26                  His Honour concluded, at [129]:

 

"The evidence does not support a finding that the descendants of the original inhabitants of the claimed land have occupied the land in the relevant sense since 1788 nor that they have continued to observe and acknowledge, throughout that period, the traditional laws and customs in relation to land of their forebears. The facts in this case lead inevitably to the conclusion that before the end of the 19th century the ancestors through whom the claimants claim title had ceased to occupy their traditional lands in accordance with their traditional laws and customs. The tide of history has indeed washed away any real acknowledgment of their traditional laws and any real observance of their traditional customs. The foundation of the claim to native title in relation to the land previously occupied by those ancestors having disappeared, the native title rights and interests previously enjoyed are not capable of revival.

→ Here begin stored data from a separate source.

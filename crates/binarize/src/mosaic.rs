//! Several grayscale rasters tiled on one canvas.
//!
//! Tiles are square cells of `tile_size` pixels separated by `margin`
//! pixels. Each image is scaled so that its longer side fills the cell and
//! is placed at the top-left corner of its cell, in row-major order.

use serde::{Deserialize, Serialize};

/// Largest number of images a mosaic accepts.
pub const MAX_IMAGES: usize = 12;

#[derive(thiserror::Error, Debug, Clone, PartialEq, Eq)]
pub enum MosaicError {
    #[error("mosaic needs at least one image")]
    Empty,
    #[error("mosaic holds at most {max} images, got {count}")]
    TooMany { count: usize, max: usize },
    #[error("image {index} has zero width or height")]
    EmptyImage { index: usize },
    #[error("invalid mosaic layout: {0}")]
    InvalidLayout(String),
}

/// Mosaic configuration.
#[derive(Clone, Debug, PartialEq, Eq, Serialize, Deserialize)]
#[serde(default)]
pub struct MosaicLayout {
    /// Upper bound on tiles per row. The column count is
    /// [`default_columns`] for the image count, capped by this.
    pub max_columns: usize,
    /// Cell side in pixels. `None` picks it from the image count.
    pub tile_size: Option<u32>,
    /// Gap between cells and around the border, in pixels.
    pub margin: u32,
    /// Canvas fill value.
    pub background: u8,
}

impl Default for MosaicLayout {
    fn default() -> Self {
        Self {
            max_columns: 4,
            tile_size: None,
            margin: 20,
            background: 0,
        }
    }
}

/// Cell side used when the layout does not fix one.
pub fn default_tile_size(count: usize) -> u32 {
    match count {
        0..=4 => 300,
        5..=8 => 200,
        _ => 150,
    }
}

/// Column count for `count` images: 1, 2 up to four images, 3 up to six,
/// 4 beyond.
pub fn default_columns(count: usize) -> usize {
    match count {
        0..=1 => 1,
        2..=4 => 2,
        5..=6 => 3,
        _ => 4,
    }
}

/// Resolved geometry of a mosaic for a given image count.
#[derive(Clone, Copy, Debug, PartialEq, Eq)]
pub struct MosaicGrid {
    pub columns: u32,
    pub rows: u32,
    pub tile_size: u32,
    pub margin: u32,
    pub width: u32,
    pub height: u32,
}

impl MosaicLayout {
    pub fn grid(&self, count: usize) -> Result<MosaicGrid, MosaicError> {
        if count == 0 {
            return Err(MosaicError::Empty);
        }
        if count > MAX_IMAGES {
            return Err(MosaicError::TooMany {
                count,
                max: MAX_IMAGES,
            });
        }
        if self.max_columns == 0 {
            return Err(MosaicError::InvalidLayout(
                "max_columns must be positive".into(),
            ));
        }
        let tile_size = self.tile_size.unwrap_or_else(|| default_tile_size(count));
        if tile_size == 0 {
            return Err(MosaicError::InvalidLayout(
                "tile_size must be positive".into(),
            ));
        }

        // count <= MAX_IMAGES, so both fit in u32.
        let columns = default_columns(count).min(self.max_columns) as u32;
        let rows = count.div_ceil(columns as usize) as u32;

        let extent = |cells: u32| {
            tile_size
                .checked_add(self.margin)
                .and_then(|step| step.checked_mul(cells))
                .and_then(|v| v.checked_add(self.margin))
                .ok_or_else(|| MosaicError::InvalidLayout("canvas size overflows u32".into()))
        };

        Ok(MosaicGrid {
            columns,
            rows,
            tile_size,
            margin: self.margin,
            width: extent(columns)?,
            height: extent(rows)?,
        })
    }
}

impl MosaicGrid {
    /// Top-left corner of cell `index`.
    pub fn origin(&self, index: usize) -> (u32, u32) {
        let index = index as u32;
        let step = self.tile_size + self.margin;
        let col = index % self.columns;
        let row = index / self.columns;
        (self.margin + col * step, self.margin + row * step)
    }

    /// Size of a `width` x `height` image scaled so its longer side equals
    /// the tile size.
    pub fn fit(&self, width: u32, height: u32) -> (u32, u32) {
        let longest = width.max(height).max(1) as u64;
        let scale = |v: u32| ((v as u64 * self.tile_size as u64) / longest).max(1) as u32;
        (scale(width), scale(height))
    }
}

#[cfg(feature = "image")]
pub use compose::compose_mosaic;

#[cfg(feature = "image")]
mod compose {
    use super::{MosaicError, MosaicLayout};
    use image::imageops::{self, FilterType};
    use image::{GrayImage, Luma};
    use log::debug;

    /// Tile `images` onto one canvas according to `layout`.
    pub fn compose_mosaic(
        images: &[GrayImage],
        layout: &MosaicLayout,
    ) -> Result<GrayImage, MosaicError> {
        let grid = layout.grid(images.len())?;
        if let Some(index) = images
            .iter()
            .position(|img| img.width() == 0 || img.height() == 0)
        {
            return Err(MosaicError::EmptyImage { index });
        }

        debug!(
            "mosaic: {} images in {}x{} cells of {} px, canvas {}x{}",
            images.len(),
            grid.columns,
            grid.rows,
            grid.tile_size,
            grid.width,
            grid.height
        );

        let mut canvas = GrayImage::from_pixel(grid.width, grid.height, Luma([layout.background]));
        for (i, img) in images.iter().enumerate() {
            let (w, h) = grid.fit(img.width(), img.height());
            let tile = imageops::resize(img, w, h, FilterType::Triangle);
            let (x, y) = grid.origin(i);
            imageops::replace(&mut canvas, &tile, x as i64, y as i64);
        }
        Ok(canvas)
    }
}
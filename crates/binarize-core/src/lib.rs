//! Global image binarization with Otsu's method on plain 8-bit rasters.
//!
//! The crate has no image I/O and no dependency on any concrete image type.
//! A run goes through three stages:
//!
//! - [`reduce_intensity`] – three-channel raster to intensity, using the
//!   truncated unweighted mean of the channels.
//! - [`estimate_threshold`] – 256-bin histogram and a scan for the split
//!   maximizing between-class variance. Degenerate histograms report a
//!   configurable fallback threshold instead of a split.
//! - [`binarize()`] – pixels strictly above the threshold become 255, the rest 0.
//!
//! [`BinarizePipeline`] chains the three and returns every intermediate
//! product.
//!
//! # Features
//!
//! - `rayon` – histogram accumulation over row bands and the per-pixel maps
//!   run in parallel. Results are identical; the threshold scan itself is
//!   always sequential.
//! - `tracing` – spans on the entry points and [`init_tracing`].

mod binarize;
mod histogram;
mod image;
mod logger;
mod otsu;
mod pipeline;
mod reduce;

pub use binarize::{binarize, BACKGROUND, FOREGROUND};
pub use histogram::{Histogram, NUM_BINS};
pub use image::{GrayImage, GrayImageView, RasterError, RgbImage, RgbImageView};
pub use otsu::{
    best_split, estimate_threshold, estimate_threshold_from_histogram, OtsuParams, OtsuVariant,
    Split, ThresholdEstimate, ThresholdSource, DEFAULT_FALLBACK_THRESHOLD, SCAN_FIRST, SCAN_LAST,
    SCAN_LAST_FULL_RANGE,
};
pub use pipeline::{BinarizeOutput, BinarizePipeline};
pub use reduce::{mean_intensity, reduce_intensity};

#[cfg(feature = "tracing")]
pub use logger::{init_tracing, tracing_filter};

pub use logger::{init_with_level, level_from_env, LOG_ENV_VAR};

This conclusion effectively resolves the application for a determination of native title."

 

 

Tradition and Change:

27                  This appeal raises questions about the impact of European settlement, dispossession and the consequent abandonment of a traditional lifestyle, upon native title rights and interests. It also raises questions about the way in which evidence should be approached in a native title case when it is said that, over a century ago, the foundation for native title disappeared by reason of the cessation of any real acknowledgment of traditional laws and any real observance of traditional customs: see Mabo (No 2), at 60, per Brennan J; Wik Peoples v Queensland (1996) 187 CLR 1 at 182-184, per Gummow J. How should the evidence be approached in a case in which a determination of native title is sought and it is said that the rights and interests that are claimed to be enjoyed currently are not traditionally based but, rather, to the extent that they exist at all, are really no more than a revival in a modern form of customs or rights lost long ago when the ancestors of the Aboriginal people asserting those rights were dispossessed of their traditional lands and when their traditional lives on those lands came to an end?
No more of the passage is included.